**DATA TO USE:**
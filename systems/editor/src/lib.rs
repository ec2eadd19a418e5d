#![deny(
    unsafe_code,
    missing_docs,
    dead_code,
    unused_results,
    non_snake_case,
    unreachable_pub
)]

//! Pure editor system translating pointer and inspector input into commands.
//!
//! The editor owns the active [`Tool`], the paint [`Brush`], the current
//! selection and the latched drag source. Pointer input follows a two-phase
//! protocol: pointer-down latches a drag source, and the matching pointer-up
//! resolves to a click when it lands on the same cell or to a move when it
//! lands elsewhere. The grid is never touched here; every edit leaves as a
//! [`Command`].

use dental_planner_core::{
    Brush, CellCoord, Command, Event, Grid, InventoryItem, Rgb, RoomPatch, RoomType, StructureKind,
    SubTarget, Tool, WallPatch,
};
use dental_planner_system_selection::{resolve, Selection, SelectionTracker};
use tracing::debug;

/// Discrete input delivered to the editor by an adapter.
#[derive(Clone, Debug, PartialEq, Eq)]
pub enum EditorInput {
    /// Activates a tool, resetting the selection and brush.
    SelectTool(Tool),
    /// Pointer pressed over a cell.
    PointerDown {
        /// Cell under the pointer.
        cell: CellCoord,
        /// Wall under the pointer, if any.
        sub_target: SubTarget,
    },
    /// Pointer released; `cell` is `None` when released outside the grid.
    PointerUp {
        /// Cell under the pointer.
        cell: Option<CellCoord>,
        /// Wall under the pointer, if any.
        sub_target: SubTarget,
    },
    /// Rotates the brush, or the selected room or wall, a quarter turn clockwise.
    Rotate,
    /// Sets the label of the brush or selected room.
    SetLabel(Option<String>),
    /// Sets the color override of the brush or selection.
    SetColor(Option<Rgb>),
    /// Sets the inventory flag of the brush or selected room.
    SetHasInventory(bool),
    /// Replaces the inventory of the selected room.
    SetInventory(Vec<InventoryItem>),
    /// Changes the kind of the selected wall.
    SetWallKind(StructureKind),
    /// Erases the selected room or wall.
    EraseSelection,
    /// Requests an undo.
    Undo,
    /// Requests a redo.
    Redo,
}

/// Editor system holding tool, brush, selection and drag state.
#[derive(Clone, Debug, Default)]
pub struct Editor {
    tool: Tool,
    brush: Brush,
    selection: SelectionTracker,
    drag_source: Option<(CellCoord, SubTarget)>,
}

impl Editor {
    /// Creates an editor with the select tool active.
    #[must_use]
    pub fn new() -> Self {
        Self::default()
    }

    /// Active tool.
    #[must_use]
    pub fn tool(&self) -> Tool {
        self.tool
    }

    /// Attributes applied to the next paint.
    #[must_use]
    pub fn brush(&self) -> &Brush {
        &self.brush
    }

    /// Current selection.
    #[must_use]
    pub fn selection(&self) -> Option<Selection> {
        self.selection.current()
    }

    /// Cell and sub-target latched by the last pointer-down, if a drag is pending.
    #[must_use]
    pub fn drag_source(&self) -> Option<(CellCoord, SubTarget)> {
        self.drag_source
    }

    /// Consumes world events and adapter input to emit editing commands.
    ///
    /// `grid` must reflect every event in `events`; selection resolution and
    /// inspector edits read it.
    pub fn handle(
        &mut self,
        events: &[Event],
        inputs: &[EditorInput],
        grid: &Grid,
        out: &mut Vec<Command>,
    ) {
        self.selection.handle(events, grid);

        for input in inputs {
            match input {
                EditorInput::SelectTool(tool) => {
                    self.tool = *tool;
                    self.brush = Brush::default();
                    self.selection.clear();
                    self.drag_source = None;
                }
                EditorInput::PointerDown { cell, sub_target } => {
                    self.drag_source = Some((*cell, *sub_target));
                }
                EditorInput::PointerUp { cell, sub_target } => {
                    self.pointer_up(*cell, *sub_target, grid, out);
                }
                EditorInput::Rotate => self.rotate(grid, out),
                EditorInput::SetLabel(label) => {
                    self.edit_room_or_brush(
                        RoomPatch {
                            label: Some(label.clone()),
                            ..RoomPatch::default()
                        },
                        |brush| brush.label = label.clone(),
                        out,
                    );
                }
                EditorInput::SetColor(color) => {
                    if let Some(Selection::Wall { cell, wall_index }) = self.selection() {
                        out.push(Command::UpdateWall {
                            cell,
                            wall_index,
                            patch: WallPatch {
                                custom_color: Some(*color),
                                ..WallPatch::default()
                            },
                        });
                    } else {
                        self.edit_room_or_brush(
                            RoomPatch {
                                custom_color: Some(*color),
                                ..RoomPatch::default()
                            },
                            |brush| brush.custom_color = *color,
                            out,
                        );
                    }
                }
                EditorInput::SetHasInventory(has_inventory) => {
                    self.edit_room_or_brush(
                        RoomPatch {
                            has_inventory: Some(*has_inventory),
                            ..RoomPatch::default()
                        },
                        |brush| brush.has_inventory = *has_inventory,
                        out,
                    );
                }
                EditorInput::SetInventory(items) => {
                    if let Some(cell) = self.selected_room_cell() {
                        out.push(Command::UpdateRoom {
                            cell,
                            patch: RoomPatch {
                                inventory_items: Some(items.clone()),
                                ..RoomPatch::default()
                            },
                        });
                    }
                }
                EditorInput::SetWallKind(kind) => {
                    if let Some(Selection::Wall { cell, wall_index }) = self.selection() {
                        out.push(Command::UpdateWall {
                            cell,
                            wall_index,
                            patch: WallPatch {
                                kind: Some(*kind),
                                ..WallPatch::default()
                            },
                        });
                    }
                }
                EditorInput::EraseSelection => {
                    if let Some(selection) = self.selection() {
                        out.push(Command::Paint {
                            tool: RoomType::Empty,
                            cell: selection.cell(),
                            sub_target: selection.sub_target(),
                            brush: Brush::default(),
                        });
                    }
                }
                EditorInput::Undo => out.push(Command::Undo),
                EditorInput::Redo => out.push(Command::Redo),
            }
        }
    }

    fn pointer_up(
        &mut self,
        cell: Option<CellCoord>,
        sub_target: SubTarget,
        grid: &Grid,
        out: &mut Vec<Command>,
    ) {
        let Some((start, start_sub_target)) = self.drag_source.take() else {
            return;
        };
        let Some(end) = cell else {
            debug!(?start, "drag cancelled outside the grid");
            return;
        };

        if start == end {
            match self.tool {
                Tool::Select => self.selection.select(resolve(grid, end, sub_target)),
                Tool::Paint(tool) => out.push(Command::Paint {
                    tool,
                    cell: end,
                    sub_target,
                    brush: self.brush.clone(),
                }),
            }
        } else if self.tool == Tool::Select {
            out.push(Command::Move {
                from: start,
                to: end,
                sub_target: start_sub_target,
            });
        } else {
            debug!(?start, ?end, "drag ignored outside the select tool");
        }
    }

    fn rotate(&mut self, grid: &Grid, out: &mut Vec<Command>) {
        if let Tool::Paint(_) = self.tool {
            self.brush.rotation = self.brush.rotation.clockwise();
            return;
        }

        match self.selection() {
            Some(Selection::Wall { cell, wall_index }) => {
                if let Some(wall) = grid.tile(cell).and_then(|tile| tile.wall(wall_index)) {
                    out.push(Command::UpdateWall {
                        cell,
                        wall_index,
                        patch: WallPatch {
                            rotation: Some(wall.rotation.clockwise()),
                            ..WallPatch::default()
                        },
                    });
                }
            }
            Some(selection) => {
                let cell = selection.cell();
                if let Some(tile) = grid.tile(cell).filter(|tile| tile.is_occupied()) {
                    out.push(Command::UpdateRoom {
                        cell,
                        patch: RoomPatch {
                            rotation: Some(tile.rotation.clockwise()),
                            ..RoomPatch::default()
                        },
                    });
                }
            }
            None => {
                self.brush.rotation = self.brush.rotation.clockwise();
            }
        }
    }

    fn selected_room_cell(&self) -> Option<CellCoord> {
        match self.selection()? {
            Selection::Wall { .. } => None,
            selection => Some(selection.cell()),
        }
    }

    fn edit_room_or_brush<F>(&mut self, patch: RoomPatch, update_brush: F, out: &mut Vec<Command>)
    where
        F: FnOnce(&mut Brush),
    {
        if self.tool == Tool::Select {
            if let Some(cell) = self.selected_room_cell() {
                out.push(Command::UpdateRoom { cell, patch });
            }
        } else {
            update_brush(&mut self.brush);
        }
    }
}

#[cfg(test)]
mod tests {
    use super::*;

    #[test]
    fn selecting_a_tool_resets_brush_and_drag() {
        let mut editor = Editor::new();
        let mut commands = Vec::new();
        editor.handle(
            &[],
            &[
                EditorInput::SelectTool(Tool::Paint(RoomType::Office)),
                EditorInput::Rotate,
                EditorInput::SetLabel(Some("Dr. Smile".to_owned())),
                EditorInput::PointerDown {
                    cell: CellCoord::new(0, 0),
                    sub_target: SubTarget::None,
                },
            ],
            &Grid::new(3),
            &mut commands,
        );
        assert_eq!(editor.brush().rotation, dental_planner_core::Rotation::wrapping(1));
        assert!(editor.drag_source().is_some());

        editor.handle(
            &[],
            &[EditorInput::SelectTool(Tool::ERASER)],
            &Grid::new(3),
            &mut commands,
        );
        assert_eq!(editor.brush(), &Brush::default());
        assert_eq!(editor.drag_source(), None);
        assert!(commands.is_empty());
    }

    #[test]
    fn release_outside_grid_cancels_drag() {
        let mut editor = Editor::new();
        let mut commands = Vec::new();
        editor.handle(
            &[],
            &[
                EditorInput::PointerDown {
                    cell: CellCoord::new(1, 1),
                    sub_target: SubTarget::None,
                },
                EditorInput::PointerUp {
                    cell: None,
                    sub_target: SubTarget::None,
                },
            ],
            &Grid::new(3),
            &mut commands,
        );
        assert!(commands.is_empty());
        assert_eq!(editor.drag_source(), None);
    }
}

**TASK OBJECTIVE:** Search the entries above for the word "PointerDown" and copy each line where it appears.

**FINISHED TASK:**
    PointerDown {
                EditorInput::PointerDown { cell, sub_target } => {
                EditorInput::PointerDown {
                EditorInput::PointerDown {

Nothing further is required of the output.